Now, you must create a cluster:

```bash
k3d cluster create hello-world-cluster
```

Then go ahead and check your context:

```bash
kubectl config current-context
```

This should list the cluster you just created, but if not, run the following command to switch to the needed context:

```bash
kubectl config use-context k3d-hello-world-cluster
```

In order to operate with acceleration, Kubernetes must also be set up with the AMD GPU Operator and Labeler plugins. You can install these using the following commands:

```bash
kubectl create -f https://raw.githubusercontent.com/ROCm/k8s-device-plugin/master/k8s-ds-amdgpu-dp.yaml
kubectl create -f https://raw.githubusercontent.com/ROCm/k8s-device-plugin/master/k8s-ds-amdgpu-labeller.yaml
```

Then, go ahead and make your deployment manifest. Create a directory for your manifest and direct into it, then open up a `deployment.yaml` file.

```bash
mkdir k8s-hello-world
cd k8s-hello-world
nano deployment.yaml
```

From there, paste in the following yaml:

```yaml
apiVersion: apps/v1
kind: Deployment
metadata:
  name: hello-world
spec:
  replicas: 1
  selector:
    matchLabels:
      app: hello-world
  template:
    metadata:
      labels:
        app: hello-world
    spec:
      containers:
        - name: hello-world
          image: tensorwavehq/hello_world:latest
          resources:
            limits:
              amd.com/gpu: 1
          volumeMounts:
            - name: dev-kfd
              mountPath: /dev/kfd
            - name: dev-dri
              mountPath: /dev/dri
          securityContext:
            runAsGroup: 110
      volumes:
        - name: dev-kfd
          hostPath:
            path: /dev/kfd
        - name: dev-dri
          hostPath:
            path: /dev/dri
```

You'll notice there are a few extra configurations we added.
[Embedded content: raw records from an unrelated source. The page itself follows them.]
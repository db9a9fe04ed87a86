//! Per-field classification: field descriptor in, tagged storage kind out.

use morph_api::{ApiError, FieldDescriptor, PrimitiveType, Result, SYSTEM_FIELDS};
use serde::{Deserialize, Serialize};

const SELECT_HINTS: [&str; 4] = ["select", "multiselect", "radio", "checkboxes"];
const MULTI_SELECT_HINTS: [&str; 2] = ["multiselect", "checkboxes"];
const MEDIA_HINTS: [&str; 6] = ["file", "files", "image", "images", "media", "gallery"];
const MULTI_MEDIA_HINTS: [&str; 3] = ["files", "images", "gallery"];
const BOOLEAN_HINTS: [&str; 3] = ["toggle", "switch", "checkbox"];
const SECRET_HINTS: [&str; 1] = ["password"];

#[derive(Debug, Clone, Copy, PartialEq, Eq, Hash, Serialize, Deserialize)]
#[serde(rename_all = "lowercase")]
pub enum ScalarType {
    Text,
    Number,
    Boolean,
    Date,
    Object,
}

/// Storage kind of a compiled field.
#[derive(Debug, Clone, PartialEq, Eq, Hash, Serialize, Deserialize)]
#[serde(tag = "kind", rename_all = "lowercase")]
pub enum FieldKind {
    Scalar { scalar: ScalarType },
    Enum { values: Vec<String>, multiple: bool },
    /// Collection of foreign ids referencing `target`
    Relation { target: String },
    /// Opaque path string(s) handled by the media collaborator
    Media { multiple: bool },
    /// Stored as a one-way digest, never returned
    Secret,
}

impl FieldKind {
    pub fn is_relation(&self) -> bool {
        matches!(self, FieldKind::Relation { .. })
    }

    pub fn relation_target(&self) -> Option<&str> {
        match self {
            FieldKind::Relation { target } => Some(target),
            _ => None,
        }
    }

    pub fn is_searchable(&self) -> bool {
        match self {
            FieldKind::Scalar { scalar } => *scalar != ScalarType::Boolean,
            FieldKind::Enum { .. } => true,
            FieldKind::Relation { .. } | FieldKind::Media { .. } | FieldKind::Secret => false,
        }
    }

    pub fn is_filterable(&self) -> bool {
        !matches!(self, FieldKind::Media { .. } | FieldKind::Secret)
    }

    pub fn is_sortable(&self) -> bool {
        matches!(self, FieldKind::Scalar { .. } | FieldKind::Enum { multiple: false, .. })
    }
}

#[derive(Debug, Clone, PartialEq, Eq, Serialize, Deserialize)]
#[serde(rename_all = "camelCase")]
pub struct StorageField {
    pub name: String,
    pub kind: FieldKind,
    pub required: bool,
    pub ui_hint: String,
    /// One of the reserved SEO fields
    pub seo: bool,
}

impl StorageField {
    /// Rebuild the descriptor this field compiles from.
    pub fn describe(&self) -> FieldDescriptor {
        let mut descriptor = FieldDescriptor::new(self.name.clone(), primitive_of(&self.kind))
            .with_hint(self.ui_hint.clone());
        descriptor.required = self.required;
        match &self.kind {
            FieldKind::Enum { values, .. } => descriptor.enum_values = values.clone(),
            FieldKind::Relation { target } => descriptor.relation_target = Some(target.clone()),
            _ => {}
        }
        descriptor
    }
}

fn primitive_of(kind: &FieldKind) -> PrimitiveType {
    match kind {
        FieldKind::Scalar { scalar } => match scalar {
            ScalarType::Text => PrimitiveType::String,
            ScalarType::Number => PrimitiveType::Number,
            ScalarType::Boolean => PrimitiveType::Boolean,
            ScalarType::Date => PrimitiveType::Date,
            ScalarType::Object => PrimitiveType::Object,
        },
        FieldKind::Enum { multiple: true, .. }
        | FieldKind::Media { multiple: true }
        | FieldKind::Relation { .. } => PrimitiveType::Array,
        FieldKind::Enum { multiple: false, .. }
        | FieldKind::Media { multiple: false }
        | FieldKind::Secret => PrimitiveType::String,
    }
}

/// Letters, digits and underscores, not starting with a digit.
pub fn is_identifier(name: &str) -> bool {
    let mut chars = name.chars();
    match chars.next() {
        Some(c) if c.is_ascii_alphabetic() || c == '_' => {}
        _ => return false,
    }
    chars.all(|c| c.is_ascii_alphanumeric() || c == '_')
}

fn hint_in(hint: &str, set: &[&str]) -> bool {
    set.iter().any(|h| h.eq_ignore_ascii_case(hint))
}

pub fn is_media_hint(hint: &str) -> bool {
    hint_in(hint.trim(), &MEDIA_HINTS)
}

pub fn classify(descriptor: &FieldDescriptor) -> Result<StorageField> {
    let name = descriptor.name.as_str();
    if !is_identifier(name) {
        return Err(ApiError::invalid_descriptor(format!(
            "field name '{}' is not an identifier",
            name
        )));
    }
    if SYSTEM_FIELDS.contains(&name) {
        return Err(ApiError::invalid_descriptor(format!(
            "field name '{}' is reserved for the platform",
            name
        )));
    }

    let hint = descriptor.ui_hint.trim();
    let kind = kind_of(descriptor, hint)?;

    Ok(StorageField {
        name: name.to_string(),
        kind,
        required: descriptor.required,
        ui_hint: descriptor.ui_hint.clone(),
        seo: false,
    })
}

fn kind_of(descriptor: &FieldDescriptor, hint: &str) -> Result<FieldKind> {
    let name = &descriptor.name;

    if let Some(target) = &descriptor.relation_target {
        let target = target.trim();
        if target.is_empty() {
            return Err(ApiError::invalid_descriptor(format!(
                "relation field '{}' has an empty target",
                name
            )));
        }
        return Ok(FieldKind::Relation {
            target: target.to_lowercase(),
        });
    }

    if hint_in(hint, &SECRET_HINTS) {
        return Ok(FieldKind::Secret);
    }

    if hint_in(hint, &MEDIA_HINTS) {
        let multiple =
            descriptor.primitive_type == PrimitiveType::Array || hint_in(hint, &MULTI_MEDIA_HINTS);
        return Ok(FieldKind::Media { multiple });
    }

    let select_hint = hint_in(hint, &SELECT_HINTS);
    if select_hint || !descriptor.enum_values.is_empty() {
        if descriptor.enum_values.is_empty() {
            return Err(ApiError::invalid_descriptor(format!(
                "field '{}' uses hint '{}' but declares no enum values",
                name, hint
            )));
        }
        if !matches!(
            descriptor.primitive_type,
            PrimitiveType::String | PrimitiveType::Array
        ) {
            return Err(ApiError::invalid_descriptor(format!(
                "enum values on field '{}' require a string or array type, got {}",
                name, descriptor.primitive_type
            )));
        }
        let multiple =
            descriptor.primitive_type == PrimitiveType::Array || hint_in(hint, &MULTI_SELECT_HINTS);
        return Ok(FieldKind::Enum {
            values: descriptor.enum_values.clone(),
            multiple,
        });
    }

    if hint_in(hint, &BOOLEAN_HINTS) {
        return Ok(FieldKind::Scalar {
            scalar: ScalarType::Boolean,
        });
    }

    let scalar = match descriptor.primitive_type {
        PrimitiveType::String => ScalarType::Text,
        PrimitiveType::Number => ScalarType::Number,
        PrimitiveType::Boolean => ScalarType::Boolean,
        PrimitiveType::Date => ScalarType::Date,
        PrimitiveType::Object => ScalarType::Object,
        PrimitiveType::Array => {
            return Err(ApiError::invalid_descriptor(format!(
                "array field '{}' needs a relation target or enum values",
                name
            )));
        }
    };
    Ok(FieldKind::Scalar { scalar })
}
These are necessary to running the pod with GPU acceleration.

* ```yaml
  resources:
    limits:
      amd.com/gpu: 1
  ```
  * This specifies that the container requires 1 AMD GPU. You must explicitly request GPU resources so that Kubernetes can schedule the pod on a node with an available AMD GPU.
* ```yaml
  volumes:
    - name: dev-kfd
      hostPath:
        path: /dev/kfd
    - name: dev-dri
      hostPath:
        path: /dev/dri
  ```
  * These definitions allow the cluster to use the necessary volumes from the host for utilizing the AMD GPUs.
* ```yaml
  volumeMounts:
    - name: dev-kfd
      mountPath: /dev/kfd
    - name: dev-dri
      mountPath: /dev/dri
  ```
  * These mounts correspond to the above volumes, allowing the container to access the GPU hardware.
* ```yaml
  securityContext:
      runAsGroup: 110
  ```
  * This security context runs the containers in the pod as the group ID 110, the render group, which is necessary for PyTorch to detect the devices properly (PyTorch is used in the hello world container).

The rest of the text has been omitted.